D. The Exchange shall require each health carrier seeking certification of a health benefit plan as a qualified health plan to permit individuals to learn, in a timely manner upon the request of the individual, the amount of cost-sharing, including deductibles, copayments, and coinsurance, under the individual’s plan or coverage that such individual would be responsible for paying with respect to the furnishing of a specific item or service by a participating provider.
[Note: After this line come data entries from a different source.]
//! Color harmony palettes: derive a small ordered set of related colors from
//! a base color and a harmony rule.

pub mod color;
pub use color::*;

pub mod rule;
pub use rule::*;

pub mod palette;
pub use palette::*;

pub mod random;
pub use random::*;

pub mod render;
pub use render::*;

pub mod file;
pub use file::*;

mod error;
pub use error::*;
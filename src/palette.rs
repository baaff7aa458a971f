use log::warn;
use serde::{Serialize, Deserialize};

use super::{
    color::*,
    rule::*,
};

pub const FALLBACK_HEX: &str = "#000000";

/// Largest palette the request and command-line surfaces accept.
pub const MAX_COLORS: usize = 64;

const MONOCHROMATIC_MIN_LIGHTNESS: f64 = 10.;
const MONOCHROMATIC_SPAN: f64 = 80.;
const ANALOGOUS_STEP: f64 = 30.;
const TRIADIC_LIGHTNESS_STEP: f64 = 15.;

/// Ordered list of hex color strings. Entries are normally canonical
/// `#RRGGBB` colors; the fallback paths of [`generate_palette`] may also
/// produce copies of the caller's raw input.
#[derive(Debug, Clone, Default, PartialEq, Eq, Serialize, Deserialize)]
#[serde(transparent)]
pub struct Palette {
    colors: Vec<String>,
}

impl Palette {
    pub fn new(colors: Vec<String>) -> Palette {
        Palette { colors }
    }

    /// Builds `count` colors from `base` following `rule`. The base color is
    /// always present when `count >= 1`.
    pub fn generate(base: Color, rule: HarmonyRule, count: usize) -> Palette {
        let base_hsl = base.to_hsl();

        let entries = match rule {
            HarmonyRule::Monochromatic => monochromatic(base_hsl, count),
            HarmonyRule::Analogous => analogous(base_hsl, count),
            HarmonyRule::Complementary => complementary(base_hsl, count),
            HarmonyRule::Triadic => triadic(base_hsl, count),
        };

        let mut colors: Vec<String> = entries
            .into_iter()
            .map(|hsl| Color::from_hsl(hsl).to_hex())
            .collect();

        let base_hex = base.to_hex();
        if !colors.contains(&base_hex) {
            warn!("{} palette lost base color {}, placing it at index {}", rule, base_hex, count / 2);
            if let Some(slot) = colors.get_mut(count / 2) {
                *slot = base_hex;
            }
        }

        colors.truncate(count);
        Palette { colors }
    }

    pub fn len(&self) -> usize {
        self.colors.len()
    }

    pub fn is_empty(&self) -> bool {
        self.colors.is_empty()
    }

    pub fn colors(&self) -> &[String] {
        &self.colors
    }

    pub fn iter(&self) -> std::slice::Iter<'_, String> {
        self.colors.iter()
    }

    /// Entries that are not valid hex colors come out as black.
    pub fn to_colors(&self) -> Vec<Color> {
        self.colors
            .iter()
            .map(|hex| hex.parse().unwrap_or(Color::BLACK))
            .collect()
    }
}

impl From<Vec<String>> for Palette {
    fn from(colors: Vec<String>) -> Palette {
        Palette::new(colors)
    }
}

impl From<Palette> for Vec<String> {
    fn from(p: Palette) -> Vec<String> {
        p.colors
    }
}

impl IntoIterator for Palette {
    type Item = String;
    type IntoIter = std::vec::IntoIter<String>;

    fn into_iter(self) -> Self::IntoIter {
        self.colors.into_iter()
    }
}

impl<'a> IntoIterator for &'a Palette {
    type Item = &'a String;
    type IntoIter = std::slice::Iter<'a, String>;

    fn into_iter(self) -> Self::IntoIter {
        self.colors.iter()
    }
}

/// String front end to [`Palette::generate`]. Never fails: an unparseable
/// base yields `count` copies of `#000000` and an unknown rule yields
/// `count` copies of `base_color_hex` as given.
pub fn generate_palette(base_color_hex: &str, rule: &str, count: usize) -> Vec<String> {
    let Ok(base) = base_color_hex.parse::<Color>() else {
        warn!("invalid base color '{}', using {}", base_color_hex, FALLBACK_HEX);
        return vec![FALLBACK_HEX.to_string(); count];
    };

    let Ok(rule) = rule.parse::<HarmonyRule>() else {
        warn!("unknown harmony rule '{}', echoing base color", rule);
        return vec![base_color_hex.to_string(); count];
    };

    Palette::generate(base, rule, count).into()
}

fn wrap_hue(hue: f64) -> f64 {
    let h = hue.rem_euclid(360.);
    if h >= 360. { 0. } else { h }
}

fn monochromatic(base: Hsl, count: usize) -> Vec<Hsl> {
    // a single entry has no ramp to spread over
    if count <= 1 {
        return vec![base; count];
    }

    let step = MONOCHROMATIC_SPAN / (count - 1) as f64;
    (0..count)
        .map(|i| Hsl {
            lightness: MONOCHROMATIC_MIN_LIGHTNESS + i as f64 * step,
            ..base
        })
        .collect()
}

fn analogous(base: Hsl, count: usize) -> Vec<Hsl> {
    let start = base.hue - ANALOGOUS_STEP * (count / 2) as f64;
    (0..count)
        .map(|i| Hsl {
            hue: wrap_hue(start + i as f64 * ANALOGOUS_STEP + 360.),
            ..base
        })
        .collect()
}

fn complementary(base: Hsl, count: usize) -> Vec<Hsl> {
    let complement = (base.hue + 180.) % 360.;
    let rest = count.saturating_sub(1);
    let (base_variations, complement_variations) = if count > 2 {
        (rest / 2, rest.div_ceil(2))
    } else {
        (0, rest)
    };

    let mut entries = Vec::with_capacity(count.max(1));
    entries.push(base);

    for i in 1 ..= base_variations {
        let i = i as f64;
        entries.push(Hsl {
            hue: base.hue,
            saturation: (base.saturation - i * 15.).max(0.),
            lightness: (base.lightness + i * 15.).min(100.),
        });
    }

    // left unclamped, the channel formula keeps the result defined
    for i in 0 .. complement_variations {
        let i = i as f64;
        entries.push(Hsl {
            hue: complement,
            saturation: base.saturation - i * 10.,
            lightness: base.lightness - i * 5.,
        });
    }

    entries
}

fn triadic(base: Hsl, count: usize) -> Vec<Hsl> {
    let hues = [base.hue, (base.hue + 120.) % 360., (base.hue + 240.) % 360.];
    (0..count)
        .map(|i| {
            let k = i % 3;
            let sign = if k % 2 == 0 { 1. } else { -1. };
            let adjust = (i / 3) as f64 * TRIADIC_LIGHTNESS_STEP * sign;
            Hsl {
                hue: hues[k],
                saturation: base.saturation,
                lightness: (base.lightness + adjust).clamp(10., 90.),
            }
        })
        .collect()
}

#[cfg(test)]
mod tests {
    use super::*;

    const BLUE: Color = Color::rgb(0x3B, 0x82, 0xF6);

    #[test]
    fn wrap_hue_stays_in_range() {
        assert_eq!(wrap_hue(360.), 0.);
        assert_eq!(wrap_hue(-30.), 330.);
        assert_eq!(wrap_hue(725.), 5.);
        let h = wrap_hue(-1e-15);
        assert!((0. ..360.).contains(&h));
    }

    #[test]
    fn monochromatic_ramp_spans_10_to_90() {
        let ramp = monochromatic(BLUE.to_hsl(), 5);
        let lightness: Vec<f64> = ramp.iter().map(|hsl| hsl.lightness).collect();
        assert_eq!(lightness, vec![10., 30., 50., 70., 90.]);
    }

    #[test]
    fn monochromatic_single_entry_keeps_base() {
        let base = BLUE.to_hsl();
        assert_eq!(monochromatic(base, 1), vec![base]);
        assert!(monochromatic(base, 0).is_empty());
    }

    #[test]
    fn complementary_splits_variations() {
        let base = BLUE.to_hsl();
        let complement = (base.hue + 180.) % 360.;

        let entries = complementary(base, 2);
        assert_eq!(entries.len(), 2);
        assert_eq!(entries[1].hue, complement);

        let entries = complementary(base, 6);
        let hues: Vec<f64> = entries.iter().map(|hsl| hsl.hue).collect();
        assert_eq!(hues, vec![base.hue, base.hue, base.hue, complement, complement, complement]);
        assert_eq!(entries[5].saturation, base.saturation - 20.);
        assert_eq!(entries[5].lightness, base.lightness - 10.);
    }

    #[test]
    fn complementary_walk_is_unclamped() {
        let base = BLUE.to_hsl();
        let entries = complementary(base, 41);
        let last = entries.last().unwrap();
        assert!(last.saturation < 0.);
        assert!(last.lightness < 0.);
        assert_eq!(Color::from_hsl(*last).to_hex().len(), 7);
    }

    #[test]
    fn triadic_lightness_alternates_and_clamps() {
        let base = Hsl { hue: 0., saturation: 100., lightness: 50. };
        let lightness: Vec<f64> = triadic(base, 9).iter().map(|hsl| hsl.lightness).collect();
        assert_eq!(lightness, vec![50., 50., 50., 65., 35., 65., 80., 20., 80.]);

        let light = Hsl { lightness: 85., ..base };
        assert_eq!(triadic(light, 4)[3].lightness, 90.);
    }
}
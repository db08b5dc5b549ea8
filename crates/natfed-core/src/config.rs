use serde::{Deserialize, Serialize};
use std::path::PathBuf;

/// Default name of the directory packages are installed into.
pub const DEFAULT_MODULES_DIR: &str = "node_modules";

/// Resolver configuration.
#[derive(Debug, Clone, PartialEq, Eq, Serialize, Deserialize)]
pub struct ResolverConfig {
    /// Module-install directory, relative to the project root.
    pub modules_dir: String,
}

impl Default for ResolverConfig {
    fn default() -> Self {
        Self {
            modules_dir: DEFAULT_MODULES_DIR.to_string(),
        }
    }
}

/// Runtime configuration for the natfed CLI.
#[derive(Debug, Clone, Serialize, Deserialize)]
pub struct Config {
    /// Current working directory.
    pub cwd: PathBuf,

    /// Whether to emit JSON logs.
    pub json_logs: bool,

    /// Verbosity level (0 = INFO, 1 = DEBUG, 2+ = TRACE).
    pub verbosity: u8,

    /// Package resolution settings.
    pub resolver: ResolverConfig,
}

impl Default for Config {
    fn default() -> Self {
        Self {
            cwd: std::env::current_dir().unwrap_or_else(|_| PathBuf::from(".")),
            json_logs: false,
            verbosity: 0,
            resolver: ResolverConfig::default(),
        }
    }
}

impl Config {
    /// Create a new config with the given working directory.
    #[must_use]
    pub fn new(cwd: PathBuf) -> Self {
        Self {
            cwd,
            ..Default::default()
        }
    }

    /// Set verbosity level.
    #[must_use]
    pub fn with_verbosity(mut self, verbosity: u8) -> Self {
        self.verbosity = verbosity;
        self
    }

    /// Set JSON log output.
    #[must_use]
    pub fn with_json_logs(mut self, json: bool) -> Self {
        self.json_logs = json;
        self
    }

    /// Override the module-install directory name.
    #[must_use]
    pub fn with_modules_dir(mut self, modules_dir: impl Into<String>) -> Self {
        self.resolver.modules_dir = modules_dir.into();
        self
    }

    /// Make `path` absolute against the working directory.
    #[must_use]
    pub fn absolutize(&self, path: &std::path::Path) -> PathBuf {
        if path.is_absolute() {
            path.to_path_buf()
        } else {
            natfed_util::path::normalize_path(&self.cwd.join(path))
        }
    }
}

#[cfg(test)]
mod tests {
    use super::*;
    use std::path::Path;

    #[test]
    fn test_default_modules_dir() {
        assert_eq!(ResolverConfig::default().modules_dir, "node_modules");
    }

    #[test]
    fn test_builders() {
        let config = Config::new(PathBuf::from("/work"))
            .with_verbosity(2)
            .with_json_logs(true)
            .with_modules_dir("vendor_modules");
        assert_eq!(config.verbosity, 2);
        assert!(config.json_logs);
        assert_eq!(config.resolver.modules_dir, "vendor_modules");
    }

    #[cfg(unix)]
    #[test]
    fn test_absolutize() {
        let config = Config::new(PathBuf::from("/work/app"));
        assert_eq!(
            config.absolutize(Path::new("../tsconfig.json")),
            PathBuf::from("/work/tsconfig.json")
        );
        assert_eq!(
            config.absolutize(Path::new("/etc/tsconfig.json")),
            PathBuf::from("/etc/tsconfig.json")
        );
    }
}
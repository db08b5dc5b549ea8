//! Integration tests for `natfed --json` output.

#![cfg(unix)]

use std::process::{Command, Output};
use tempfile::TempDir;

fn cargo_bin() -> Command {
    let mut cmd = Command::new(env!("CARGO"));
    cmd.args(["run", "-q", "-p", "natfed-cli", "--bin", "natfed", "--"]);
    cmd
}

fn stdout_json(output: &Output) -> serde_json::Value {
    let stdout = String::from_utf8_lossy(&output.stdout);
    serde_json::from_str(&stdout).unwrap_or_else(|e| panic!("stdout should be valid JSON ({e}): {stdout}"))
}

/// Create a project with a tsconfig and a small node_modules tree.
fn create_project() -> TempDir {
    let dir = tempfile::tempdir().unwrap();
    let root = dir.path();

    std::fs::write(
        root.join("tsconfig.json"),
        r#"{
  // shared libs
  "compilerOptions": {
    "paths": {
      "shared-lib": ["libs/shared-lib/src/index.ts"],
      "other-lib": ["../outside/src/index.ts"],
    }
  }
}"#,
    )
    .unwrap();

    let pkg_dir = root.join("node_modules/esm-pkg");
    std::fs::create_dir_all(&pkg_dir).unwrap();
    std::fs::write(
        pkg_dir.join("package.json"),
        serde_json::to_string_pretty(&serde_json::json!({
            "name": "esm-pkg",
            "version": "3.1.4",
            "module": "./esm/index.js",
            "exports": {
                ".": { "default": "./fesm/esm-pkg.mjs" }
            }
        }))
        .unwrap(),
    )
    .unwrap();

    dir
}

#[test]
fn test_paths_json_share_all() {
    let project = create_project();
    let output = cargo_bin()
        .args(["--json", "paths"])
        .arg(project.path().join("tsconfig.json"))
        .output()
        .expect("Failed to run paths command");

    assert!(output.status.success());
    let json = stdout_json(&output);
    assert_eq!(json["ok"], true);

    let mapped = json["mapped_paths"].as_array().unwrap();
    assert_eq!(mapped.len(), 2);
    assert_eq!(mapped[0]["key"], "shared-lib");
    assert_eq!(
        mapped[0]["path"].as_str().unwrap(),
        project
            .path()
            .join("libs/shared-lib/src/index.ts")
            .to_str()
            .unwrap()
    );
    assert_eq!(
        mapped[1]["path"].as_str().unwrap(),
        project
            .path()
            .parent()
            .unwrap()
            .join("outside/src/index.ts")
            .to_str()
            .unwrap()
    );
}

#[test]
fn test_paths_json_share_only_relative_to_cwd() {
    let project = create_project();
    let output = cargo_bin()
        .arg("--cwd")
        .arg(project.path())
        .args(["--json", "paths", "tsconfig.json", "--share", "other-lib"])
        .output()
        .expect("Failed to run paths command");

    assert!(output.status.success());
    let json = stdout_json(&output);
    let mapped = json["mapped_paths"].as_array().unwrap();
    assert_eq!(mapped.len(), 1);
    assert_eq!(mapped[0]["key"], "other-lib");
}

#[test]
fn test_paths_json_parse_error() {
    let project = create_project();
    std::fs::write(project.path().join("broken.json"), "{ \"compilerOptions\": ").unwrap();

    let output = cargo_bin()
        .args(["--json", "paths"])
        .arg(project.path().join("broken.json"))
        .output()
        .expect("Failed to run paths command");

    assert_eq!(output.status.code(), Some(1));
    let json = stdout_json(&output);
    assert_eq!(json["ok"], false);
    assert_eq!(json["error"]["code"], "CONFIG_PARSE_FAILED");
}

#[test]
fn test_pkg_json_partial_resolution() {
    let project = create_project();
    let output = cargo_bin()
        .args(["--json", "pkg", "esm-pkg", "not-installed", "--project-root"])
        .arg(project.path())
        .output()
        .expect("Failed to run pkg command");

    // Missing packages are warnings, not failures.
    assert!(output.status.success());
    let json = stdout_json(&output);
    assert_eq!(json["ok"], true);

    let packages = json["packages"].as_array().unwrap();
    assert_eq!(packages.len(), 2);

    assert_eq!(packages[0]["specifier"], "esm-pkg");
    assert_eq!(packages[0]["version"], "3.1.4");
    assert_eq!(packages[0]["source"], "exports");
    assert_eq!(
        packages[0]["entry_point"].as_str().unwrap(),
        project
            .path()
            .join("node_modules/esm-pkg/fesm/esm-pkg.mjs")
            .to_str()
            .unwrap()
    );

    assert_eq!(packages[1]["specifier"], "not-installed");
    assert_eq!(packages[1]["error"]["code"], "PACKAGE_NOT_FOUND");
}

#[test]
fn test_pkg_all() {
    let project = create_project();
    let output = cargo_bin()
        .arg("--cwd")
        .arg(project.path())
        .args(["--json", "pkg", "--all"])
        .output()
        .expect("Failed to run pkg command");

    assert!(output.status.success());
    let json = stdout_json(&output);
    let packages = json["packages"].as_array().unwrap();
    assert_eq!(packages.len(), 1);
    assert_eq!(packages[0]["specifier"], "esm-pkg");
}

#[test]
fn test_pkg_without_specifiers_is_usage_error() {
    let project = create_project();
    let output = cargo_bin()
        .arg("--cwd")
        .arg(project.path())
        .arg("pkg")
        .output()
        .expect("Failed to run pkg command");

    assert_eq!(output.status.code(), Some(2));
}

#[test]
fn test_version() {
    let output = cargo_bin()
        .arg("version")
        .output()
        .expect("Failed to run version command");

    assert!(output.status.success());
    assert!(String::from_utf8_lossy(&output.stdout).starts_with("natfed "));
}
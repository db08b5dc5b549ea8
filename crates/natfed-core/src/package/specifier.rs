//! Splitting package specifiers into install folder and subpath.
//!
//! Specifiers are not filesystem paths, so this works on `/`-delimited
//! segments and never normalizes `.` or `..`.

/// Exports-map key for the package root.
pub const ROOT_SUBPATH: &str = ".";

/// The folder a specifier's package is installed under.
///
/// `@scope/pkg/feature` lives in `@scope/pkg`; `rxjs/operators` lives in `rxjs`.
#[must_use]
pub fn package_folder(specifier: &str) -> &str {
    let mut segments = specifier.splitn(3, '/');
    let first = segments.next().unwrap_or_default();

    if first.starts_with('@') {
        if let Some(name) = segments.next() {
            return &specifier[..first.len() + 1 + name.len()];
        }
    }

    first
}

/// The exports-map key for the part of `specifier` below `folder`.
///
/// Returns `"."` when the specifier names the package itself, otherwise
/// `"./"` followed by the remaining segments. Empty segments are dropped.
#[must_use]
pub fn subpath_key(specifier: &str, folder: &str) -> String {
    let rest = specifier.strip_prefix(folder).unwrap_or(specifier);
    let segments: Vec<&str> = rest.split('/').filter(|s| !s.is_empty()).collect();

    if segments.is_empty() {
        ROOT_SUBPATH.to_string()
    } else {
        format!("./{}", segments.join("/"))
    }
}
At a minimum, this information shall be made available to the individual through the Exchange’s website and through other means for individuals without access to the Internet.

E. The Exchange shall apply the criteria of this section in a manner that assures a level playing field between or among health carriers participating in the Exchange.

F. The provisions of this chapter that are applicable to qualified health plans shall also apply to the extent applicable to qualified dental plans, except as modified (i) by regulations adopted by the Commission or (ii) in accordance with the following:

1. A health carrier seeking certification of a dental benefit plan as a qualified dental plan shall be licensed in the Commonwealth to offer dental coverage but need not be licensed to offer other health benefits;

2. Qualified dental plans shall be limited to dental and oral health benefits, without substantial duplication of the benefits typically offered by health benefit plans without dental coverage, and shall include, at a minimum, the pediatric dental benefits prescribed by the Secretary pursuant to § 1302(b)(1)(J) of the Federal Act and such other dental benefits as the Exchange may specify or the Secretary may specify by regulation; and

3. Participants in the Exchange shall have the option to purchase at least the pediatric dental benefit component of the essential health benefits package either through a separate qualified dental plan or as a part of a combined offer by a qualified health plan, provided that, with respect to a combined offer, the health and dental benefits are priced separately and also made available for purchase separately at the same price.

2020, cc. 916, 917; 2022, cc. 556, 560.